Fiocruz cria a primeira vacina do mundo contra barriga d’água e aguarda aprovação da OMS
A Fiocruz (Fundação Oswaldo Cruz) está na etapa final de ensaios clínicos da primeira vacina no mundo contra esquistossomose -ou barriga d’água- e aguarda pré-qualificação pela OMS (Organização Mundial da Saúde).
A vacina, chamada Schistovac (Sm14), foi desenvolvida com tecnologia brasileira, produzida no Laboratório de Esquistossomose Experimental do Instituto Oswaldo Cruz (IOC). A vacina é considerada uma das pesquisas em saúde priorizadas pela OMS.
A descoberta da vacina foi liderada pela pesquisadora Miriam Tedler, ligada ao IOC/Fiocruz. Ela afirma que já foi firmado um acordo de transferência de tecnologia para a produção e desenvolvimento no Instituto Biomanguinhos, da Fiocruz. “A Fiocruz assumiu a responsabilidade [de produção] e tem o interesse, com apoio do Ministério da Saúde, de desenvolver essa vacina que será única no mundo e feita 100% no Brasil”, afirmou.
O estudo da vacina foi fruto de uma PPP (parceria público privada) entre o instituto e a empresa americana Orygen Biotecnologia S.A. para o desenvolvimento e produção da vacina humana. Ela foi desenvolvida a partir do antígeno -ou a molécula contra a qual se deseja gerar uma resposta imune- descoberto e isolado no laboratório da Fiocruz.
Nos ensaios pré-clínicos em animais em laboratório, a vacina mostrou uma redução de mais de 90% da infecção de ratos e coelhos pelo Schistosoma mansoni. Em humanos, a vacina se mostrou segura e bem tolerada, sendo o principal efeito dor no local da injeção e sem a ocorrência de eventos adversos graves.
Os testes em humanos tiveram início em 20 indivíduos no Rio de Janeiro, em 2011. As etapas 2 e 3 subsequentes de ensaios clínicos foram conduzidas no Senegal. Os resultados preliminares da última etapa do ensaio mostram que a vacina é segura e produziu resposta imune contra o S. mansoni, causador da esquistossomose.
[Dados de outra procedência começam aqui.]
#[cfg(test)]
mod tests {
    use std::collections::BTreeSet;

    use chrono::{Duration as ChronoDuration, TimeZone};

    use agora_types::models::MessageType;

    use super::*;

    const ME: &str = "alice";
    const PEER: &str = "bob";
    const COMMUNITY: &str = "c1";

    fn at(minute: i64) -> DateTime<Utc> {
        Utc.with_ymd_and_hms(2024, 5, 1, 12, 0, 0).unwrap() + ChronoDuration::minutes(minute)
    }

    fn community_msg(id: &str, sender: &str, minute: i64) -> Message {
        Message {
            id: id.into(),
            community_id: COMMUNITY.into(),
            content: format!("text of {id}"),
            message_type: MessageType::Text,
            file: None,
            sender: Sender {
                id: sender.into(),
                name: sender.to_uppercase(),
                avatar: None,
            },
            reply_to: None,
            reactions: BTreeMap::new(),
            edited: false,
            created_at: at(minute),
            deleted_for_everyone: false,
            chat_type: ChatType::Community,
            recipient_user_id: None,
            read_by: BTreeSet::new(),
        }
    }

    fn direct_msg(id: &str, sender: &str, recipient: &str, minute: i64) -> Message {
        Message {
            chat_type: ChatType::Direct,
            recipient_user_id: Some(recipient.into()),
            ..community_msg(id, sender, minute)
        }
    }

    fn store() -> ChatStore {
        let mut store = ChatStore::with_current_user(ME);
        store.set_active_community(COMMUNITY);
        store.take_changes();
        store
    }

    fn peer_key(peer: &str) -> ConversationKey {
        ConversationKey::direct(COMMUNITY, peer)
    }

    fn typing(user: &str, recipient: Option<&str>) -> TypingSignal {
        TypingSignal {
            user: TypingUser {
                user_id: user.into(),
                user_name: user.to_uppercase(),
            },
            community_id: COMMUNITY.into(),
            chat_type: if recipient.is_some() {
                ChatType::Direct
            } else {
                ChatType::Community
            },
            recipient_user_id: recipient.map(str::to_string),
        }
    }

    #[test]
    fn test_same_id_inserted_once() {
        let mut store = store();
        let msg = community_msg("m1", ME, 0);

        assert_eq!(store.insert_message(msg.clone()), InsertOutcome::Inserted);
        assert_eq!(store.insert_message(msg), InsertOutcome::Duplicate);
        assert_eq!(grouping::message_count(store.community_messages(COMMUNITY)), 1);
    }

    #[test]
    fn test_echo_before_ack_is_still_deduplicated() {
        let mut store = store();
        let mut echo = direct_msg("m1", ME, PEER, 0);
        echo.content = "from broadcast".into();
        let ack = direct_msg("m1", ME, PEER, 0);

        store.insert_message(echo);
        assert_eq!(store.insert_message(ack), InsertOutcome::Duplicate);
        let groups = store.conversation(&peer_key(PEER));
        assert_eq!(grouping::message_count(groups), 1);
        assert_eq!(groups[0].messages[0].content, "from broadcast");
    }

    #[test]
    fn test_direct_message_partitioned_by_other_party() {
        let mut store = store();
        store.insert_message(direct_msg("out", ME, PEER, 0));
        store.insert_message(direct_msg("in", PEER, ME, 1));

        let ids: Vec<_> = grouping::flatten(store.conversation(&peer_key(PEER)))
            .into_iter()
            .map(|m| m.id)
            .collect();
        assert_eq!(ids, vec!["out", "in"]);
        assert!(store.conversation(&peer_key(ME)).is_empty());
        assert!(store.community_messages(COMMUNITY).is_empty());
    }

    #[test]
    fn test_direct_message_without_current_user_is_unroutable() {
        let mut anonymous = ChatStore::new();
        assert_eq!(
            anonymous.insert_message(direct_msg("m1", PEER, ME, 0)),
            InsertOutcome::Unroutable
        );

        let mut store = store();
        assert_eq!(
            store.insert_message(direct_msg("m1", "carol", "dave", 0)),
            InsertOutcome::Unroutable
        );
    }

    #[test]
    fn test_unread_counts_until_conversation_selected() {
        let mut store = store();
        for i in 0..3 {
            store.insert_message(direct_msg(&format!("m{i}"), PEER, ME, i));
        }
        // our own messages never count as unread
        store.insert_message(direct_msg("mine", ME, PEER, 5));

        assert_eq!(store.unread_direct_count(PEER), 3);
        assert_eq!(store.direct_chat_users()[0].unread_count, 3);

        let marked = store.select_direct_chat_user(PEER);
        assert_eq!(marked.len(), 3);
        assert_eq!(store.unread_direct_count(PEER), 0);
        assert_eq!(store.direct_chat_users()[0].unread_count, 0);
        assert!(
            grouping::flatten(store.messages())
                .iter()
                .filter(|m| m.sender.id == PEER)
                .all(|m| m.read_by.contains(ME))
        );
    }

    #[test]
    fn test_message_to_active_conversation_is_read_immediately() {
        let mut store = store();
        store.select_direct_chat_user(PEER);
        store.insert_message(direct_msg("m1", PEER, ME, 0));

        assert_eq!(store.unread_direct_count(PEER), 0);
        assert!(store.messages()[0].messages[0].read_by.contains(ME));
    }

    #[test]
    fn test_switching_chat_scenario() {
        let mut store = store();
        store.insert_message(community_msg("c-1", "carol", 0));
        let before = store.messages().to_vec();

        store.insert_message(direct_msg("m1", PEER, ME, 1));

        assert_eq!(store.unread_direct_count(PEER), 1);
        let direct = store.direct_messages(PEER);
        assert_eq!(direct.len(), 1);
        assert_eq!(direct[0].messages.len(), 1);
        assert_eq!(direct[0].messages[0].id, "m1");
        assert_eq!(store.messages(), before.as_slice());

        store.select_direct_chat_user(PEER);

        assert_eq!(store.active_chat_type(), ChatType::Direct);
        assert_eq!(store.active_direct_chat_user_id(), Some(PEER));
        assert_eq!(store.unread_direct_count(PEER), 0);
        assert_eq!(store.messages(), store.direct_messages(PEER));

        store.switch_chat_mode(ActiveChat::Community);
        assert_eq!(store.messages(), before.as_slice());
    }

    #[test]
    fn test_out_of_order_arrival_is_sorted() {
        let mut store = store();
        store.insert_message(community_msg("b", "carol", 2));
        store.insert_message(community_msg("a", "carol", 1));
        store.insert_message(community_msg("c", "carol", 3));

        let ids: Vec<_> = grouping::flatten(store.messages())
            .into_iter()
            .map(|m| m.id)
            .collect();
        assert_eq!(ids, vec!["a", "b", "c"]);
    }

    #[test]
    fn test_edit_delete_and_react_locate_by_id() {
        let mut store = store();
        store.insert_message(community_msg("m1", ME, 0));
        store.insert_message(direct_msg("m2", PEER, ME, 1));

        assert!(store.edit_message("m2", "edited"));
        let m2 = store.find_message("m2").unwrap();
        assert_eq!(m2.content, "edited");
        assert!(m2.edited);

        let mut reactions = BTreeMap::new();
        reactions.insert(PEER.to_string(), "🎉".to_string());
        assert!(store.update_reactions("m1", reactions));
        assert_eq!(store.find_message("m1").unwrap().reactions[PEER], "🎉");

        assert!(store.delete_message("m1", DeleteType::ForEveryone));
        let m1 = store.find_message("m1").unwrap();
        assert!(m1.deleted_for_everyone);
        assert!(m1.content.is_empty());
        assert!(!store.edit_message("m1", "resurrected"));

        assert!(store.delete_message("m2", DeleteType::ForMe));
        assert!(store.find_message("m2").is_none());
        assert!(!store.delete_message("missing", DeleteType::ForMe));
    }

    #[test]
    fn test_typing_expires_without_stop_event() {
        let mut store = store();
        let t0 = Instant::now();
        store.user_typing(&typing("carol", None), t0);

        assert_eq!(store.typing_users(t0 + Duration::from_secs(1)).len(), 1);
        // filtered by the selector even before the sweep
        assert!(store.typing_users(t0 + TYPING_TIMEOUT).is_empty());

        assert_eq!(store.expire_typing(t0 + TYPING_TIMEOUT), 1);
        assert!(store.typing_users(t0).is_empty());
    }

    #[test]
    fn test_typing_signal_refreshes_window() {
        let mut store = store();
        let t0 = Instant::now();
        store.user_typing(&typing("carol", None), t0);
        store.user_typing(&typing("carol", None), t0 + Duration::from_secs(2));

        assert_eq!(store.expire_typing(t0 + Duration::from_secs(4)), 0);
        assert_eq!(store.typing_users(t0 + Duration::from_secs(4)).len(), 1);

        store.user_stopped_typing(&typing("carol", None));
        assert!(store.typing_users(t0).is_empty());
    }

    #[test]
    fn test_typing_scoped_to_active_conversation() {
        let mut store = store();
        let t0 = Instant::now();
        store.user_typing(&typing(PEER, Some(ME)), t0);
        store.user_typing(&typing(ME, None), t0);

        assert!(store.typing_users(t0).is_empty());
        store.select_direct_chat_user(PEER);
        let users = store.typing_users(t0);
        assert_eq!(users.len(), 1);
        assert_eq!(users[0].user_id, PEER);
    }

    #[test]
    fn test_cache_first_merge() {
        let mut store = store();
        let key = peer_key(PEER);
        store.begin_load(&key);
        assert!(store.show_spinner(&key));

        // a real-time message lands while the page is in flight
        store.insert_message(direct_msg("live", PEER, ME, 10));
        assert!(!store.show_spinner(&key));

        let page = grouping::group_by_date(vec![direct_msg("old", PEER, ME, 0)]);
        assert_eq!(store.merge_direct_conversation(&key, page), 0);
        assert_eq!(store.load_status(&key), LoadStatus::Loaded);
        assert_eq!(grouping::message_count(store.conversation(&key)), 1);
    }

    #[test]
    fn test_first_page_merges_into_empty_conversation() {
        let mut store = store();
        let key = peer_key(PEER);
        store.begin_load(&key);

        let page = grouping::group_by_date(vec![
            direct_msg("a", PEER, ME, 0),
            direct_msg("b", ME, PEER, 1),
            direct_msg("stray", "carol", ME, 2),
        ]);
        assert_eq!(store.merge_direct_conversation(&key, page), 2);
        assert_eq!(grouping::message_count(store.conversation(&key)), 2);
        assert_eq!(store.load_status(&key), LoadStatus::Loaded);

        // refresh re-enters loading without a spinner
        store.begin_load(&key);
        assert_eq!(store.load_status(&key), LoadStatus::Loading);
        assert!(!store.show_spinner(&key));
    }

    #[test]
    fn test_failed_load_returns_to_idle() {
        let mut store = store();
        let key = peer_key(PEER);
        store.begin_load(&key);
        store.fail_load(&key);
        assert_eq!(store.load_status(&key), LoadStatus::Idle);
    }

    #[test]
    fn test_presence_roster() {
        let mut store = store();
        store.insert_message(direct_msg("m1", PEER, ME, 0));
        let member = OnlineMember {
            user_id: PEER.into(),
            user_name: "Bob".into(),
            community_id: COMMUNITY.into(),
            profile_picture: None,
        };
        store.user_online(member.clone());
        store.user_online(member);

        assert_eq!(store.online_members(COMMUNITY).len(), 1);
        assert!(store.direct_chat_users()[0].is_online);

        store.user_offline(PEER, Some(COMMUNITY));
        assert!(store.online_members(COMMUNITY).is_empty());
        assert!(!store.direct_chat_users()[0].is_online);
    }

    #[test]
    fn test_disconnect_clears_presence() {
        let mut store = store();
        store.set_connected(true);
        store.user_online(OnlineMember {
            user_id: PEER.into(),
            user_name: "Bob".into(),
            community_id: COMMUNITY.into(),
            profile_picture: None,
        });
        store.set_connected(false);
        assert!(store.online_members(COMMUNITY).is_empty());
    }

    #[test]
    fn test_direct_users_sorted_by_unread_recency_name() {
        let mut store = store();
        let mut zed = DirectChatUser::new("z", "Zed");
        zed.last_message_time = Some(at(5));
        let mut amy = DirectChatUser::new("a", "amy");
        amy.last_message_time = Some(at(5));
        let mut old = DirectChatUser::new("o", "Old");
        old.last_message_time = Some(at(1));
        let never = DirectChatUser::new("n", "Never");
        let mut busy = DirectChatUser::new("b", "Busy");
        busy.unread_count = 2;

        store.set_direct_chat_users(vec![never, old, zed, busy, amy]);
        let order: Vec<_> = store
            .direct_chat_users()
            .iter()
            .map(|u| u.user_id.as_str())
            .collect();
        assert_eq!(order, vec!["b", "a", "z", "o", "n"]);
    }

    #[test]
    fn test_seeded_roster_unread_keeps_counting() {
        let mut store = store();
        let mut bob = DirectChatUser::new(PEER, "Bob");
        bob.unread_count = 5;
        store.set_direct_chat_users(vec![bob]);
        assert_eq!(store.unread_direct_count(PEER), 5);

        store.insert_message(direct_msg("m1", PEER, ME, 0));
        assert_eq!(store.unread_direct_count(PEER), 6);
        assert_eq!(store.direct_chat_users()[0].unread_count, 6);

        // our own reply does not reset what we have not read
        store.insert_message(direct_msg("m2", ME, PEER, 1));
        assert_eq!(store.unread_direct_count(PEER), 6);
        assert_eq!(store.direct_chat_users()[0].unread_count, 6);

        store.select_direct_chat_user(PEER);
        assert_eq!(store.unread_direct_count(PEER), 0);
        assert_eq!(store.direct_chat_users()[0].unread_count, 0);
    }

    #[test]
    fn test_roster_unread_seeded_before_community_is_chosen() {
        let mut store = ChatStore::with_current_user(ME);
        let mut bob = DirectChatUser::new(PEER, "Bob");
        bob.unread_count = 2;
        store.set_direct_chat_users(vec![bob]);
        store.set_active_community(COMMUNITY);

        store.insert_message(direct_msg("m1", PEER, ME, 0));

        assert_eq!(store.unread_direct_count(PEER), 3);
        assert_eq!(store.direct_chat_users()[0].unread_count, 3);
    }

    #[test]
    fn test_upserted_peer_unread_is_counted() {
        let mut store = store();
        let mut bob = DirectChatUser::new(PEER, "Bob");
        bob.unread_count = 4;
        store.upsert_direct_chat_user(bob);

        assert_eq!(store.unread_direct_count(PEER), 4);
        assert_eq!(store.total_unread_direct(), 4);
    }

    #[test]
    fn test_changes_are_recorded() {
        let mut store = store();
        store.insert_message(direct_msg("m1", PEER, ME, 0));
        let changes = store.take_changes();
        assert!(changes.contains(&StoreChange::Messages(peer_key(PEER))));
        assert!(changes.contains(&StoreChange::Unread(peer_key(PEER))));
        assert!(changes.contains(&StoreChange::DirectUsers));
        assert!(store.take_changes().is_empty());
    }

    #[test]
    fn test_upload_progress_clamped() {
        let mut store = store();
        store.set_upload_progress(150);
        assert_eq!(store.upload_progress(), Some(100));
        store.clear_upload_progress();
        assert_eq!(store.upload_progress(), None);
    }
}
A esquistossomose, também conhecida como barriga d’água, é uma doença parasitária negligenciada, ligada a baixas condições sanitárias e falta de saneamento básico. Ela ocorre pela infecção do esquistossomo por meio dos ovos do caramujo (transmissor) contendo as larvas (cercárias), que penetram na pele humana. Na corrente sanguínea, as larvas perdem a cauda e tornam-se cistos (esquistócitos), que vão se alojar em órgãos, principalmente no fígado, onde crescem.
Apesar de ter baixa mortalidade, a esquistossomose é uma das doenças tropicais que mais causam perda de qualidade de vida (morbidade). Segundo a OMS, há uma estimativa que 200 milhões de pessoas sejam infectadas todos os anos por esquistossomose, mas outras 800 milhões vivem em áreas de alto risco, podendo chegar, assim, a 1 bilhão de casos por ano.
As regiões endêmicas são, principalmente, os países da África e das Américas. No caso das Américas, cerca de 95% dos casos de esquistossomose ocorrem no Brasil. De acordo com o Ministério da Saúde, há atualmente mais de 1,5 milhão de brasileiros em risco de contrair esquistossomose.
Os estudos da vacina contra esquistossomose tiveram início na década de 1980, quando se procurava um antígeno capaz de proteger contra infecções parasitárias veterinárias em gado e ovelhas. Com a observação do mecanismo de infecção e proteção do parasita Fasciola hepatica, os pesquisadores procuraram uma molécula similar no Schistosoma mansoni, principal espécie que causa esquistossomose na África e América Latina.
A vacina contém a proteína Sm14, presente no Schistosoma, modificada. Essa proteína desempenha um papel importante no transporte de gorduras (lipídios) necessárias para as funções celulares do parasita. No entanto, uma alteração na Sm14 impede o transporte dessas gorduras. Como o parasita depende delas para sobreviver e não é capaz de produzi-las por si só, essa mudança impede sua proliferação.